JM:  It was just, "You got a lotta nerve to say you are my friend."  Just that one line, whoa!  I thought what an opener.  I thought, oh, gee, like the power of the storyteller in this form opened up to me.  So that changed my direction, and I think after that my songs got real he said/she said, you know, they began to be kind of like playlets and soliloquies.

BH:  Yes, I remember that you said that you like to write songs which -- either soliloquies or - I don't think you used the term playlets at that point - but effectively mini dramas in which characters butted heads.

JM:  Yeah. 

BH:  You've claimed that David Geffen said that you were the only star he knew who wanted to be ordinary.

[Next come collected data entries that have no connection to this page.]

#[cfg(test)]
mod tests {
    use super::*;
    use std::io::Cursor;

    use crate::rpc::{write_record, AUTH_NONE, MSG_ACCEPTED, REPLY, SUCCESS};

    struct Duplex { rx: Cursor<Vec<u8>>, tx: Vec<u8> }

    impl Read for Duplex {
        fn read(&mut self, buf:&mut [u8]) -> io::Result<usize> { self.rx.read(buf) }
    }
    impl Write for Duplex {
        fn write(&mut self, buf:&[u8]) -> io::Result<usize> { self.tx.write(buf) }
        fn flush(&mut self) -> io::Result<()> { Ok(()) }
    }

    impl CoreStream for Duplex {
        fn connect_core(_host:&str, _timeout:Duration) -> io::Result<RpcClient<Self>> {
            Err(Error::new(ErrorKind::NotConnected, "no network here"))
        }
        fn set_timeout(&self, _timeout:Duration) -> io::Result<()> { Ok(()) }
    }

    fn reply(wire:&mut Vec<u8>, xid:u32, body:impl FnOnce(&mut Packer)) {
        let mut p = Packer::new();
        p.pack_u32(xid).unwrap();
        p.pack_i32(REPLY).unwrap();
        p.pack_i32(MSG_ACCEPTED).unwrap();
        p.pack_i32(AUTH_NONE).unwrap();
        p.pack_opaque(&[]).unwrap();
        p.pack_i32(SUCCESS).unwrap();
        body(&mut p);
        write_record(wire, p.as_bytes()).unwrap();
    }

    fn linked_core(wire:&mut Vec<u8>) {
        reply(wire, 1, |p| {
            p.pack_i32(0).unwrap();
            p.pack_i32(5).unwrap();
            p.pack_u32(0).unwrap();
            p.pack_u32(1024).unwrap();
        });
    }

    #[test]
    fn device_read_follows_partial_replies_until_end() {
        let mut wire = vec![];
        linked_core(&mut wire);
        reply(&mut wire, 2, |p| { p.pack_i32(0).unwrap(); p.pack_i32(REASON_REQCNT).unwrap(); p.pack_opaque(b"#15ab").unwrap(); });
        reply(&mut wire, 3, |p| { p.pack_i32(0).unwrap(); p.pack_i32(REASON_END).unwrap(); p.pack_opaque(b"cde\n").unwrap(); });

        let client = RpcClient::over(Duplex{ rx: Cursor::new(wire), tx: vec![] }, DEVICE_CORE_PROG, DEVICE_CORE_VERS);
        let mut core = CoreClient::new(client);
        assert_eq!(core.create_link("inst0").unwrap().link_id, 5);
        assert_eq!(core.device_read(Duration::from_secs(1)).unwrap(), b"#15abcde\n".to_vec());
    }

    #[test]
    fn device_timeout_maps_to_timed_out() {
        let mut wire = vec![];
        linked_core(&mut wire);
        reply(&mut wire, 2, |p| { p.pack_i32(15).unwrap(); p.pack_i32(0).unwrap(); p.pack_opaque(&[]).unwrap(); });

        let client = RpcClient::over(Duplex{ rx: Cursor::new(wire), tx: vec![] }, DEVICE_CORE_PROG, DEVICE_CORE_VERS);
        let mut core = CoreClient::new(client);
        core.create_link("inst0").unwrap();
        assert_eq!(core.device_read(Duration::from_secs(1)).unwrap_err().kind(), ErrorKind::TimedOut);
    }

    #[test]
    fn failed_create_link_leaves_no_link() {
        let mut wire = vec![];
        reply(&mut wire, 1, |p| {
            p.pack_i32(3).unwrap();
            p.pack_i32(0).unwrap();
            p.pack_u32(0).unwrap();
            p.pack_u32(0).unwrap();
        });

        let client = RpcClient::over(Duplex{ rx: Cursor::new(wire), tx: vec![] }, DEVICE_CORE_PROG, DEVICE_CORE_VERS);
        let mut core = CoreClient::new(client);
        assert_eq!(core.create_link("inst0").unwrap_err().kind(), ErrorKind::NotFound);
        assert!(core.link().is_none());
    }

    #[test]
    fn writes_without_a_link_are_refused() {
        let client = RpcClient::over(Duplex{ rx: Cursor::new(vec![]), tx: vec![] }, DEVICE_CORE_PROG, DEVICE_CORE_VERS);
        let mut core = CoreClient::new(client);
        assert_eq!(core.device_write(b"CURV?", Duration::from_secs(1)).unwrap_err().kind(), ErrorKind::NotConnected);
    }

    // Replies for a link that already exists, in the order the calls will be made
    struct Script { wire: Vec<u8>, xid: u32 }

    impl Script {
        fn linked() -> Self {
            let mut script = Script{ wire: vec![], xid: 0 };
            script.next(|p| {
                p.pack_i32(0).unwrap();
                p.pack_i32(7).unwrap();
                p.pack_u32(0).unwrap();
                p.pack_u32(1024).unwrap();
            });
            script
        }

        fn next(&mut self, body:impl FnOnce(&mut Packer)) {
            self.xid += 1;
            reply(&mut self.wire, self.xid, body);
        }

        fn wrote(&mut self, command:&str) {
            let n = command.len() as u32;
            self.next(|p| { p.pack_i32(0).unwrap(); p.pack_u32(n).unwrap(); });
        }

        fn message(&mut self, data:&[u8]) {
            self.next(|p| { p.pack_i32(0).unwrap(); p.pack_i32(REASON_END).unwrap(); p.pack_opaque(data).unwrap(); });
        }

        fn destroyed(&mut self) { self.next(|p| p.pack_i32(0).unwrap()); }

        fn channel(self) -> Vxi11Channel<Duplex> {
            let client = RpcClient::over(Duplex{ rx: Cursor::new(self.wire), tx: vec![] }, DEVICE_CORE_PROG, DEVICE_CORE_VERS);
            let mut core = CoreClient::new(client);
            core.create_link("inst0").unwrap();
            Vxi11Channel::over(core, "scope")
        }
    }

    const SECOND:Duration = Duration::from_secs(1);

    #[test]
    fn lines_are_taken_from_buffered_messages() {
        let mut script = Script::linked();
        script.message(b"A\nB\n");
        script.message(b"TEK,TDS 2024\n");
        let mut ch = script.channel();

        assert_eq!(ch.read_line(b"\n", SECOND).unwrap(), "A");
        assert_eq!(ch.read_line(b"\n", SECOND).unwrap(), "B");
        // No CRLF anywhere, the whole message is the answer
        assert_eq!(ch.read_line(b"\r\n", SECOND).unwrap(), "TEK,TDS 2024");
    }

    #[test]
    fn exact_reads_pull_messages_until_satisfied() {
        let mut script = Script::linked();
        script.message(b"abc");
        script.message(b"defg");
        let mut ch = script.channel();

        assert_eq!(ch.read_exact(5, SECOND).unwrap(), b"abcde".to_vec());
        assert_eq!(ch.read_available().unwrap(), b"fg".to_vec());
        assert!(ch.read_available().unwrap().is_empty());
    }

    #[test]
    fn raw_block_keeps_bytes_already_buffered() {
        let mut script = Script::linked();
        script.message(b"X\n#13ab");
        script.message(b"c\n");
        let mut ch = script.channel();

        assert_eq!(ch.read_line(b"\n", SECOND).unwrap(), "X");
        assert_eq!(ch.read_raw_block(SECOND).unwrap(), Some(b"#13abc\n".to_vec()));
    }

    #[test]
    fn close_destroys_the_link_once() {
        let mut script = Script::linked();
        script.destroyed();
        let mut ch = script.channel();

        assert!(ch.is_open());
        ch.close().unwrap();
        assert!(!ch.is_open());
        ch.close().unwrap();
        assert_eq!(ch.write("*IDN?").unwrap_err().kind(), ErrorKind::NotConnected);
    }

    #[test]
    fn waveform_over_a_link() {
        use crate::config::AcquisitionConfig;
        use crate::devices::tektronix::WaveformAcquirer;

        let cfg = AcquisitionConfig{ terminator: MESSAGE_TERMINATOR.to_owned(), ..Default::default() };

        // Two-byte samples of 10, the very last byte a carriage return
        let mut payload:Vec<u8> = [0u8, 10].repeat(2500);
        payload[4999] = 0x0D;
        let mut block = b":CURVE #45000".to_vec();
        block.extend_from_slice(&payload);
        block.push(b'\n');

        let mut script = Script::linked();
        for cmd in ["DAT:SOU CH1", "DAT:ENC RIB", "DAT:WID 2", "DAT:STAR 1", "DAT:STOP 2500", "WFMPRe?"] {
            script.wrote(cmd);
        }
        script.message(b":WFMPRE:BYT_NR 2;ENC BIN;YOFF 10;YMULT 0.5;XZERO 0;XINCR 0.002\n");
        script.wrote("CURV?");
        script.message(&block);
        script.destroyed();
        let mut ch = script.channel();

        let wf = WaveformAcquirer::new(cfg).unwrap().acquire(&mut ch).unwrap();
        assert_eq!(wf.len(), 2500);
        assert_eq!(wf.voltage()[0], 0.0);
        assert_eq!(wf.voltage()[2499], 1.5);
        assert!(!ch.is_open());
    }
}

JM:  He did say that in passing one time. 

BH:  Does that now seem a little ingenuous, I mean the idea that you could ever have been ordinary.  I mean, to me it's a little bit like k.d. lang or something coming out of Western Canada and -

JM:  You'd have to ask him -

BH:  -- and how could you not have been anything other than extraordinary -

JM:  In a way I think because I could always start fads - all the time when I was (47:43) a kid I started fads.  You know, if I did something, kids would follow suit, you know.  So in a way, if I pasted Dennison crate* stars all over my blue suede shoes, the kids would paste Dennison - you know, goofy stuff we're talking.  And in high school I ended up - they gave me in the newspaper a column Fads & Fashions, so I played around with those games in my teens and - what was the question?  Focus me again.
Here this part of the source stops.